The role of soluble IL-7 receptor α in murine CD8+ T-cell responses (105.22)

Abstract

Abstract The expression of membrane-bound IL-7 receptor α (CD127) is reduced in many viral infections. In HIV infection, this downregulation may be explained in part by increased plasma levels of a soluble form of CD127 (sCD127). We and others have shown that the activity of human IL-7 and cytotoxic CD8+T-cell (CTL) function is decreased by sCD127 in vitro. Observed impairment of IL-7 activity in HIV infection may contribute to the decline of CTL function. The role of sCD127 in such immunopathogenesis is not known. Determining the role of sCD127-mediated immune modulation necessitates the use of an in vivo model. The effect of sCD127 on the IL-7 response of murine splenic CD8+T-cells was evaluated. CFSE-labeled naïve CD8+T-cells were incubated with medium, IL-7 or pre-complexed IL-7 + sCD127 and cell proliferation was assessed. Unlike human T-cells, the survival of murine T-cells in vitro is dependent on the addition of γ-chain receptor cytokines to the culture medium. Cells cultured with sCD127 + IL-7 were less viable and proliferated less (as measured by cell division) compared to IL-7 alone.
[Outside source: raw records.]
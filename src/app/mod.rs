//! Process-wide debug logging shared by the library and the terminal front-end.

mod logging;

pub use logging::{
    crash_log_path, init_logging, log_debug, log_debug_content, log_file_path, log_panic,
    log_timing,
};
//! Conversation turn loop: owns the transcript and the single in-flight service call.
//!
//! Service calls run on worker threads ([`ServiceJob`]); the owning loop calls
//! [`TurnLoop::poll`] each tick to fold finished results back into the transcript.


pub use crate::service::StartRequest;

use crate::log_timing;
use crate::service::{ConversationService, FeedbackResult, Message, ServiceJob};
use anyhow::Result;
use std::sync::Arc;

/// Appended in place of a reply when the conversation service fails.
pub const TURN_ERROR_MESSAGE: &str =
    "Sorry, I encountered an error. Please try sending your message again.";
/// Shown on the selection screen when an interview could not be opened.
pub const START_ERROR_NOTICE: &str = "Failed to start the interview. Please try again later.";
/// Shown above the placeholder feedback when summarizing fails.
pub const FEEDBACK_ERROR_NOTICE: &str =
    "Failed to generate feedback. You can still review the conversation history.";

/// Which screen of the practice session is active.
#[derive(Debug, Clone, Copy, PartialEq, Eq)]
pub enum SessionPhase {
    Welcome,
    Selection,
    Interview,
    Feedback,
}

/// What changed when a pending service call completed.
#[derive(Debug, Clone, Copy, PartialEq, Eq)]
pub enum TurnUpdate {
    InterviewStarted,
    StartFailed,
    ReplyAppended,
    ReplyFailed,
    FeedbackReady,
    FeedbackFailed,
}

enum PendingCall {
    Start(ServiceJob<Message>, &'static str),
    Reply(ServiceJob<Message>),
    Feedback(ServiceJob<FeedbackResult>),
}

enum Completed {
    Start(Result<Message>),
    Reply(Result<Message>),
    Feedback(Result<FeedbackResult>),
}

pub struct TurnLoop<S: ConversationService + 'static> {
    service: Arc<S>,
    transcript: Vec<Message>,
    phase: SessionPhase,
    source_document: Option<String>,
    feedback: Option<FeedbackResult>,
    error: Option<String>,
    pending: Option<PendingCall>,
    pending_user_text: Option<String>,
}

impl<S: ConversationService + 'static> TurnLoop<S> {
    pub fn new(service: S) -> Self {
        Self {
            service: Arc::new(service),
            transcript: Vec::new(),
            phase: SessionPhase::Welcome,
            source_document: None,
            feedback: None,
            error: None,
            pending: None,
            pending_user_text: None,
        }
    }

    pub fn transcript(&self) -> &[Message] {
        &self.transcript
    }

    /// True while a service call is outstanding.
    pub fn is_busy(&self) -> bool {
        self.pending.is_some()
    }

    pub fn phase(&self) -> SessionPhase {
        self.phase
    }

    pub fn feedback(&self) -> Option<&FeedbackResult> {
        self.feedback.as_ref()
    }

    /// Notice for the current screen, if the last start or feedback call failed.
    pub fn error(&self) -> Option<&str> {
        self.error.as_deref()
    }

    pub fn source_document(&self) -> Option<&str> {
        self.source_document.as_deref()
    }

    /// User text whose reply is still outstanding.
    pub fn pending_user_text(&self) -> Option<&str> {
        self.pending_user_text.as_deref()
    }

    /// Leave the welcome screen for interview selection.
    pub fn begin(&mut self) {
        if self.phase == SessionPhase::Welcome {
            self.phase = SessionPhase::Selection;
            self.source_document = None;
            self.error = None;
        }
    }

    /// Ask the service for the opening message. Returns false if a call is already
    /// pending or an interview is running.
    pub fn start(&mut self, request: StartRequest) -> bool {
        if self.is_busy() || !matches!(self.phase, SessionPhase::Welcome | SessionPhase::Selection)
        {
            return false;
        }
        self.phase = SessionPhase::Selection;
        self.transcript.clear();
        self.feedback = None;
        self.error = None;
        self.source_document = request.source_document().map(str::to_string);

        let label = request.label();
        let service = Arc::clone(&self.service);
        self.pending = Some(PendingCall::Start(
            ServiceJob::spawn(move || service.start(&request)),
            label,
        ));
        true
    }

    /// Append a typed message and request the interviewer's reply.
    pub fn submit_text(&mut self, text: &str) -> bool {
        let trimmed = text.trim();
        if self.is_busy() || trimmed.is_empty() || self.phase != SessionPhase::Interview {
            return false;
        }
        self.transcript.push(Message::user(trimmed));
        self.pending_user_text = Some(trimmed.to_string());

        let service = Arc::clone(&self.service);
        let transcript = self.transcript.clone();
        let source_document = self.source_document.clone();
        self.pending = Some(PendingCall::Reply(ServiceJob::spawn(move || {
            service.send(&transcript, source_document.as_deref())
        })));
        true
    }

    /// Spoken turns follow the same contract as typed ones.
    pub fn submit_finalized_utterance(&mut self, text: &str) -> bool {
        self.submit_text(text)
    }

    /// Move to the feedback screen and request the evaluation.
    pub fn end_session(&mut self) -> bool {
        if self.is_busy() || self.phase != SessionPhase::Interview {
            return false;
        }
        self.phase = SessionPhase::Feedback;
        self.feedback = None;
        self.error = None;

        let service = Arc::clone(&self.service);
        let transcript = self.transcript.clone();
        self.pending = Some(PendingCall::Feedback(ServiceJob::spawn(move || {
            service.summarize(&transcript)
        })));
        true
    }

    /// Back to the welcome screen with an empty session. Any pending result is dropped.
    pub fn start_new(&mut self) {
        self.pending = None;
        self.pending_user_text = None;
        self.transcript.clear();
        self.feedback = None;
        self.error = None;
        self.source_document = None;
        self.phase = SessionPhase::Welcome;
    }

    /// Fold a finished service call into the session, without blocking.
    pub fn poll(&mut self) -> Option<TurnUpdate> {
        let completed = match self.pending.as_mut()? {
            PendingCall::Start(job, label) => {
                let result = job.try_take()?;
                log_timing("service_start", job.elapsed(), *label);
                Completed::Start(result)
            }
            PendingCall::Reply(job) => {
                let result = job.try_take()?;
                log_timing(
                    "service_reply",
                    job.elapsed(),
                    &format!("turns={}", self.transcript.len()),
                );
                Completed::Reply(result)
            }
            PendingCall::Feedback(job) => {
                let result = job.try_take()?;
                log_timing(
                    "service_feedback",
                    job.elapsed(),
                    &format!("turns={}", self.transcript.len()),
                );
                Completed::Feedback(result)
            }
        };
        self.pending = None;
        self.pending_user_text = None;
        Some(self.apply(completed))
    }

    fn apply(&mut self, completed: Completed) -> TurnUpdate {
        match completed {
            Completed::Start(Ok(opening)) => {
                self.transcript = vec![Message::assistant(opening.content)];
                self.phase = SessionPhase::Interview;
                tracing::info!(target: "caseterm::turn", "interview started");
                TurnUpdate::InterviewStarted
            }
            Completed::Start(Err(err)) => {
                crate::log_debug(&format!("interview start failed: {err:#}"));
                self.phase = SessionPhase::Selection;
                self.source_document = None;
                self.error = Some(START_ERROR_NOTICE.to_string());
                TurnUpdate::StartFailed
            }
            Completed::Reply(Ok(reply)) => {
                self.transcript.push(Message::assistant(reply.content));
                TurnUpdate::ReplyAppended
            }
            Completed::Reply(Err(err)) => {
                crate::log_debug(&format!("reply failed: {err:#}"));
                self.transcript.push(Message::assistant(TURN_ERROR_MESSAGE));
                TurnUpdate::ReplyFailed
            }
            Completed::Feedback(Ok(feedback)) => {
                self.feedback = Some(feedback);
                TurnUpdate::FeedbackReady
            }
            Completed::Feedback(Err(err)) => {
                crate::log_debug(&format!("feedback failed: {err:#}"));
                self.feedback = Some(FeedbackResult::unavailable());
                self.error = Some(FEEDBACK_ERROR_NOTICE.to_string());
                TurnUpdate::FeedbackFailed
            }
        }
    }
}
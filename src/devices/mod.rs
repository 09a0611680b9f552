//! Subprocess-backed speech devices: a streaming speech-to-text command for capture,
//! a synthesizer command for playback and a voice listing command for the catalog.

mod capture;
mod catalog;
mod playback;

pub use capture::{parse_capture_line, CaptureLine, CommandCapture};
pub use catalog::{parse_voice_table, VoiceCatalog};
pub use playback::CommandSpeaker;

use crate::config::{sanitize_command, AppConfig};
use crate::voice::{DeviceEvent, Utterance, VoiceDevices, VoiceHandle};
use anyhow::Result;
use crossbeam_channel::{unbounded, Receiver, Sender};
use std::path::Path;

/// Production [`VoiceDevices`] built from the configured helper commands.
pub struct CommandDevices {
    capture: CommandCapture,
    speaker: CommandSpeaker,
    catalog: VoiceCatalog,
    event_tx: Sender<DeviceEvent>,
    event_rx: Receiver<DeviceEvent>,
}

impl CommandDevices {
    pub fn new(stt_argv: Vec<String>, tts_argv: Vec<String>, voices_argv: Vec<String>) -> Self {
        let (event_tx, event_rx) = unbounded();
        Self {
            capture: CommandCapture::new(stt_argv),
            speaker: CommandSpeaker::new(tts_argv),
            catalog: VoiceCatalog::new(voices_argv),
            event_tx,
            event_rx,
        }
    }

    pub fn from_config(config: &AppConfig) -> Result<Self> {
        Ok(Self::new(
            sanitize_command(&config.stt_cmd, "--stt-cmd")?,
            sanitize_command(&config.tts_cmd, "--tts-cmd")?,
            sanitize_command(&config.voices_cmd, "--voices-cmd")?,
        ))
    }
}

impl VoiceDevices for CommandDevices {
    fn capture_supported(&self) -> bool {
        self.capture.supported()
    }

    fn start_capture(&mut self, capture: u64, lang: &str) -> Result<()> {
        self.capture.start(capture, lang, self.event_tx.clone())
    }

    fn stop_capture(&mut self) {
        self.capture.stop();
    }

    fn speak(&mut self, utterance: &Utterance) -> Result<()> {
        self.speaker.speak(utterance, &self.event_tx)
    }

    fn cancel_playback(&mut self) {
        self.speaker.cancel();
    }

    fn list_voices(&mut self) -> Vec<VoiceHandle> {
        self.catalog.voices(&self.event_tx)
    }

    fn poll_event(&mut self) -> Option<DeviceEvent> {
        if let Some(event) = self.speaker.poll_finished() {
            return Some(event);
        }
        self.event_rx.try_recv().ok()
    }
}

impl Drop for CommandDevices {
    fn drop(&mut self) {
        self.capture.stop();
        self.speaker.cancel();
    }
}

/// True when `program` names an existing file or something found on `PATH`.
pub(crate) fn program_available(program: &str) -> bool {
    let path = Path::new(program);
    if path.is_absolute() || program.contains(std::path::MAIN_SEPARATOR) {
        return path.is_file();
    }
    std::env::var_os("PATH")
        .map(|paths| std::env::split_paths(&paths).any(|dir| dir.join(program).is_file()))
        .unwrap_or(false)
}
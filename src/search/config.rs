//! Search configuration
//!
//! The reserved field names must match exactly what the indexer wrote.
//! They are passed explicitly to materialization rather than read from
//! globals, so the result set can be tested without an indexer.

use std::fs;
use std::path::Path;

use serde::{Deserialize, Serialize};

use crate::observability::Severity;

use super::errors::{ExamineError, ExamineResult};

/// Configuration file structure
#[derive(Debug, Clone, PartialEq, Serialize, Deserialize)]
pub struct SearchConfig {
    /// Primary id field
    #[serde(default = "default_id_field")]
    pub id_field: String,

    /// Internal node id field, used when `id_field` is absent or empty
    #[serde(default = "default_node_id_field")]
    pub node_id_field: String,

    /// Internal type discriminator field
    #[serde(default = "default_type_field")]
    pub type_field: String,

    /// Compute relevance scores even when sorting by fields
    #[serde(default = "default_track_scores")]
    pub track_scores: bool,

    /// Minimum log severity: trace, info, warn, error or fatal
    #[serde(default = "default_log_level")]
    pub log_level: String,
}

fn default_id_field() -> String {
    "id".to_string()
}
fn default_node_id_field() -> String {
    "__NodeId".to_string()
}
fn default_type_field() -> String {
    "__IndexType".to_string()
}
fn default_track_scores() -> bool {
    true
}
fn default_log_level() -> String {
    "info".to_string()
}

impl Default for SearchConfig {
    fn default() -> Self {
        Self {
            id_field: default_id_field(),
            node_id_field: default_node_id_field(),
            type_field: default_type_field(),
            track_scores: default_track_scores(),
            log_level: default_log_level(),
        }
    }
}

impl SearchConfig {
    /// Load configuration from a JSON file
    pub fn load(path: &Path) -> ExamineResult<Self> {
        let content = fs::read_to_string(path).map_err(|e| {
            ExamineError::InvalidConfig(format!("Failed to read {}: {}", path.display(), e))
        })?;
        Self::from_json(&content)
    }

    /// Parse and validate configuration from a JSON string
    pub fn from_json(content: &str) -> ExamineResult<Self> {
        let config: SearchConfig = serde_json::from_str(content)
            .map_err(|e| ExamineError::InvalidConfig(format!("Invalid config JSON: {}", e)))?;

        config.validate()?;

        Ok(config)
    }

    /// Validate field names and log level
    pub fn validate(&self) -> ExamineResult<()> {
        for (name, value) in [
            ("id_field", &self.id_field),
            ("node_id_field", &self.node_id_field),
            ("type_field", &self.type_field),
        ] {
            if value.trim().is_empty() {
                return Err(ExamineError::InvalidConfig(format!(
                    "{} must not be empty",
                    name
                )));
            }
        }

        if self.node_id_field == self.type_field {
            return Err(ExamineError::InvalidConfig(format!(
                "node_id_field and type_field must differ (both '{}')",
                self.node_id_field
            )));
        }

        self.severity()?;

        Ok(())
    }

    /// Returns the configured minimum log severity
    pub fn severity(&self) -> ExamineResult<Severity> {
        Severity::parse(&self.log_level).ok_or_else(|| {
            ExamineError::InvalidConfig(format!("Unknown log_level: '{}'", self.log_level))
        })
    }

    /// Returns the field names used during materialization
    pub fn reserved(&self) -> ReservedFields {
        ReservedFields {
            id_field: self.id_field.clone(),
            node_id_field: self.node_id_field.clone(),
            type_field: self.type_field.clone(),
        }
    }
}

/// Field names with special meaning during materialization.
///
/// `node_id_field` and `type_field` are index bookkeeping and never show up
/// in a result's field map. `id_field` stays visible.
#[derive(Debug, Clone, PartialEq, Eq)]
pub struct ReservedFields {
    pub id_field: String,
    pub node_id_field: String,
    pub type_field: String,
}

impl Default for ReservedFields {
    fn default() -> Self {
        SearchConfig::default().reserved()
    }
}

impl ReservedFields {
    /// Returns true if `name` must be hidden from result fields
    pub fn is_hidden(&self, name: &str) -> bool {
        name == self.node_id_field || name == self.type_field
    }
}
//! Result records and their materialization from stored fields

use std::collections::BTreeMap;

use serde::{Deserialize, Serialize};

use super::config::ReservedFields;
use super::errors::MaterializeError;
use super::searcher::{DocId, StoredDocument, StoredFields};

/// A single materialized hit
#[derive(Debug, Clone, PartialEq, Serialize, Deserialize)]
pub struct SearchResult {
    /// Content id, read from the id field (or its fallback)
    pub id: i64,
    /// Relevance score at this sort order
    pub score: f32,
    /// User-visible stored fields
    pub fields: BTreeMap<String, String>,
}

impl SearchResult {
    /// Fetches `doc` and converts it into a result record.
    ///
    /// Fails for this document only; nothing else is affected.
    pub fn materialize<F>(
        doc: DocId,
        score: f32,
        fetch: &F,
        reserved: &ReservedFields,
    ) -> Result<Self, MaterializeError>
    where
        F: StoredFields + ?Sized,
    {
        let stored = fetch.stored_fields(doc)?;
        Self::from_document(&stored, score, reserved)
    }

    /// Converts already-fetched stored fields into a result record
    pub fn from_document(
        stored: &StoredDocument,
        score: f32,
        reserved: &ReservedFields,
    ) -> Result<Self, MaterializeError> {
        let id = Self::resolve_id(stored, reserved)?;

        let mut fields = BTreeMap::new();
        for field in stored.fields() {
            if reserved.is_hidden(&field.name) {
                continue;
            }
            fields
                .entry(field.name.clone())
                .or_insert_with(|| field.value.clone());
        }

        Ok(Self { id, score, fields })
    }

    /// Primary id field first, node id field only if the primary is absent or empty.
    fn resolve_id(stored: &StoredDocument, reserved: &ReservedFields) -> Result<i64, MaterializeError> {
        let raw = stored
            .get(&reserved.id_field)
            .filter(|v| !v.trim().is_empty())
            .or_else(|| stored.get(&reserved.node_id_field))
            .filter(|v| !v.trim().is_empty())
            .ok_or_else(|| MaterializeError::MissingId {
                primary: reserved.id_field.clone(),
                fallback: reserved.node_id_field.clone(),
            })?;

        raw.trim()
            .parse::<i64>()
            .map_err(|_| MaterializeError::UnparseableId(raw.to_string()))
    }

    /// Returns a field value
    pub fn get(&self, name: &str) -> Option<&str> {
        self.fields.get(name).map(String::as_str)
    }
}

#[cfg(test)]
mod tests {
    use super::*;
    use crate::search::errors::IndexError;

    fn reserved() -> ReservedFields {
        ReservedFields::default()
    }

    #[test]
    fn test_primary_id() {
        let doc = StoredDocument::new()
            .with("id", "1042")
            .with("title", "Home");
        let result = SearchResult::from_document(&doc, 1.5, &reserved()).unwrap();
        assert_eq!(result.id, 1042);
        assert_eq!(result.score, 1.5);
        assert_eq!(result.get("title"), Some("Home"));
    }

    #[test]
    fn test_fallback_when_primary_empty() {
        let doc = StoredDocument::new()
            .with("id", "")
            .with("__NodeId", "77");
        let result = SearchResult::from_document(&doc, 0.0, &reserved()).unwrap();
        assert_eq!(result.id, 77);
    }

    #[test]
    fn test_fallback_when_primary_absent() {
        let doc = StoredDocument::new().with("__NodeId", " 12 ");
        let result = SearchResult::from_document(&doc, 0.0, &reserved()).unwrap();
        assert_eq!(result.id, 12);
    }

    #[test]
    fn test_unparseable_primary_does_not_fall_back() {
        let doc = StoredDocument::new()
            .with("id", "abc")
            .with("__NodeId", "5");
        let err = SearchResult::from_document(&doc, 0.0, &reserved()).unwrap_err();
        assert!(matches!(err, MaterializeError::UnparseableId(ref v) if v == "abc"));
    }

    #[test]
    fn test_missing_id() {
        let doc = StoredDocument::new().with("title", "orphan");
        let err = SearchResult::from_document(&doc, 0.0, &reserved()).unwrap_err();
        assert!(matches!(err, MaterializeError::MissingId { .. }));
    }

    #[test]
    fn test_reserved_fields_excluded() {
        let doc = StoredDocument::new()
            .with("__NodeId", "3")
            .with("__IndexType", "content")
            .with("title", "About")
            .with("nodeName", "about-us");
        let result = SearchResult::from_document(&doc, 0.0, &reserved()).unwrap();

        assert!(!result.fields.contains_key("__NodeId"));
        assert!(!result.fields.contains_key("__IndexType"));
        assert_eq!(result.fields.len(), 2);
    }

    #[test]
    fn test_duplicate_field_keeps_first_value() {
        let doc = StoredDocument::new()
            .with("id", "1")
            .with("tag", "news")
            .with("tag", "archive");
        let result = SearchResult::from_document(&doc, 0.0, &reserved()).unwrap();
        assert_eq!(result.get("tag"), Some("news"));
    }

    #[test]
    fn test_custom_reserved_names() {
        let reserved = ReservedFields {
            id_field: "key".into(),
            node_id_field: "_node".into(),
            type_field: "_kind".into(),
        };
        let doc = StoredDocument::new()
            .with("_node", "9")
            .with("_kind", "media")
            .with("__NodeId", "visible");
        let result = SearchResult::from_document(&doc, 0.0, &reserved).unwrap();
        assert_eq!(result.id, 9);
        assert_eq!(result.get("__NodeId"), Some("visible"));
        assert_eq!(result.get("_kind"), None);
    }

    struct FailingFetch;

    impl StoredFields for FailingFetch {
        fn stored_fields(&self, doc: DocId) -> Result<StoredDocument, IndexError> {
            Err(IndexError::DocumentNotFound(doc))
        }
    }

    #[test]
    fn test_fetch_failure() {
        let err = SearchResult::materialize(3, 0.0, &FailingFetch, &reserved()).unwrap_err();
        assert!(matches!(
            err,
            MaterializeError::Fetch(IndexError::DocumentNotFound(3))
        ));
    }
}
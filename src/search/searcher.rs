//! Capabilities consumed from the underlying index
//!
//! The result set never talks to an index directly. It needs exactly two
//! things: a way to run a query once ([`Searcher`]) and a way to read back
//! the stored fields of one document ([`StoredFields`]).

use serde::{Deserialize, Serialize};

use super::errors::IndexError;
use super::query::Query;
use super::sort::Sort;

/// Index-internal document identifier
pub type DocId = u32;

/// One hit: a document and the score it received for this query.
#[derive(Debug, Clone, Copy, PartialEq, Serialize, Deserialize)]
pub struct ScoreDoc {
    /// Document id within the searched index snapshot
    pub doc: DocId,
    /// Relevance score (NaN when scores were not tracked)
    pub score: f32,
}

impl ScoreDoc {
    pub fn new(doc: DocId, score: f32) -> Self {
        Self { doc, score }
    }
}

/// Ordered hits returned by one search call.
#[derive(Debug, Clone, Default)]
pub struct TopDocs {
    /// Number of documents that matched, regardless of `max_hits`
    pub total_hits: usize,
    /// Hits in sort order
    pub score_docs: Vec<ScoreDoc>,
}

/// A single stored field
#[derive(Debug, Clone, PartialEq, Eq, Serialize, Deserialize)]
pub struct StoredField {
    pub name: String,
    pub value: String,
}

impl StoredField {
    pub fn new(name: impl Into<String>, value: impl Into<String>) -> Self {
        Self {
            name: name.into(),
            value: value.into(),
        }
    }
}

/// Stored fields of one document, in the order they were indexed.
///
/// A name may appear more than once; lookups return the first value.
#[derive(Debug, Clone, Default, PartialEq, Eq)]
pub struct StoredDocument {
    fields: Vec<StoredField>,
}

impl StoredDocument {
    /// Creates an empty document
    pub fn new() -> Self {
        Self::default()
    }

    /// Appends a field
    pub fn add(&mut self, name: impl Into<String>, value: impl Into<String>) {
        self.fields.push(StoredField::new(name, value));
    }

    /// Builder form of [`StoredDocument::add`]
    pub fn with(mut self, name: impl Into<String>, value: impl Into<String>) -> Self {
        self.add(name, value);
        self
    }

    /// Returns the first value stored under `name`
    pub fn get(&self, name: &str) -> Option<&str> {
        self.fields
            .iter()
            .find(|f| f.name == name)
            .map(|f| f.value.as_str())
    }

    /// Returns all fields in indexing order
    pub fn fields(&self) -> &[StoredField] {
        &self.fields
    }

    pub fn len(&self) -> usize {
        self.fields.len()
    }

    pub fn is_empty(&self) -> bool {
        self.fields.is_empty()
    }
}

impl<K: Into<String>, V: Into<String>> FromIterator<(K, V)> for StoredDocument {
    fn from_iter<T: IntoIterator<Item = (K, V)>>(iter: T) -> Self {
        let mut doc = StoredDocument::new();
        for (name, value) in iter {
            doc.add(name, value);
        }
        doc
    }
}

/// Executes queries against one index snapshot.
pub trait Searcher {
    /// Upper bound on document ids in the snapshot.
    ///
    /// Requesting this many hits returns every matching document.
    fn max_doc(&self) -> usize;

    /// Runs `query` in `sort` order and returns up to `max_hits` hits.
    fn search(&self, query: &Query, sort: &Sort, max_hits: usize) -> Result<TopDocs, IndexError>;
}

/// Reads stored field values for a document.
pub trait StoredFields {
    /// Returns every stored field of `doc`, reserved ones included.
    fn stored_fields(&self, doc: DocId) -> Result<StoredDocument, IndexError>;
}

impl<T: Searcher + ?Sized> Searcher for &T {
    fn max_doc(&self) -> usize {
        (**self).max_doc()
    }

    fn search(&self, query: &Query, sort: &Sort, max_hits: usize) -> Result<TopDocs, IndexError> {
        (**self).search(query, sort, max_hits)
    }
}

impl<T: StoredFields + ?Sized> StoredFields for &T {
    fn stored_fields(&self, doc: DocId) -> Result<StoredDocument, IndexError> {
        (**self).stored_fields(doc)
    }
}

#[cfg(test)]
mod tests {
    use super::*;

    #[test]
    fn test_stored_document_first_value_wins() {
        let doc = StoredDocument::new()
            .with("tag", "first")
            .with("tag", "second");
        assert_eq!(doc.get("tag"), Some("first"));
        assert_eq!(doc.len(), 2);
    }

    #[test]
    fn test_stored_document_missing_field() {
        let doc: StoredDocument = [("title", "A")].into_iter().collect();
        assert_eq!(doc.get("body"), None);
        assert!(!doc.is_empty());
    }
}
//! examine - Lazily materialized search result sets
//!
//! A query runs once against an index searcher; matched documents are only
//! turned into result records when a consumer actually reaches them.

pub mod cli;
pub mod index;
pub mod observability;
pub mod search;
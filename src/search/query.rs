//! Query object model
//!
//! The result set treats queries as opaque and hands them to the searcher
//! unchanged. The model is serde-tagged so requests can arrive as JSON.

use serde::{Deserialize, Serialize};

/// A full-text query
#[derive(Debug, Clone, PartialEq, Serialize, Deserialize)]
#[serde(tag = "type", rename_all = "snake_case")]
pub enum Query {
    /// Matches every document
    All,
    /// Exact (already analyzed) term in one field
    Term { field: String, term: String },
    /// Analyzed text in one field; any token may match
    Match { field: String, text: String },
    /// Boolean combination of clauses
    Bool {
        #[serde(default)]
        must: Vec<Query>,
        #[serde(default)]
        should: Vec<Query>,
        #[serde(default)]
        must_not: Vec<Query>,
    },
}

impl Query {
    /// Create a match-all query
    pub fn all() -> Self {
        Query::All
    }

    /// Create a term query
    pub fn term(field: impl Into<String>, term: impl Into<String>) -> Self {
        Query::Term {
            field: field.into(),
            term: term.into(),
        }
    }

    /// Create a match query
    pub fn matching(field: impl Into<String>, text: impl Into<String>) -> Self {
        Query::Match {
            field: field.into(),
            text: text.into(),
        }
    }

    /// Create a conjunction of clauses
    pub fn must(clauses: Vec<Query>) -> Self {
        Query::Bool {
            must: clauses,
            should: Vec::new(),
            must_not: Vec::new(),
        }
    }

    /// Create a disjunction of clauses
    pub fn should(clauses: Vec<Query>) -> Self {
        Query::Bool {
            must: Vec::new(),
            should: clauses,
            must_not: Vec::new(),
        }
    }

    /// Returns the query kind for log output
    pub fn kind(&self) -> &'static str {
        match self {
            Query::All => "all",
            Query::Term { .. } => "term",
            Query::Match { .. } => "match",
            Query::Bool { .. } => "bool",
        }
    }
}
Our results indicate that sCD127 inhibits the activity of IL-7 on murine naïve CD8+T-cells in vitro, confirming previous results in human T-cell culture. These data suggest that the biological activity of sCD127 on CD8+T-cells is similar between mice and humans, thus providing rationale for the further study of sCD127 in established murine models of CD8+T-cell-mediated responses to infection.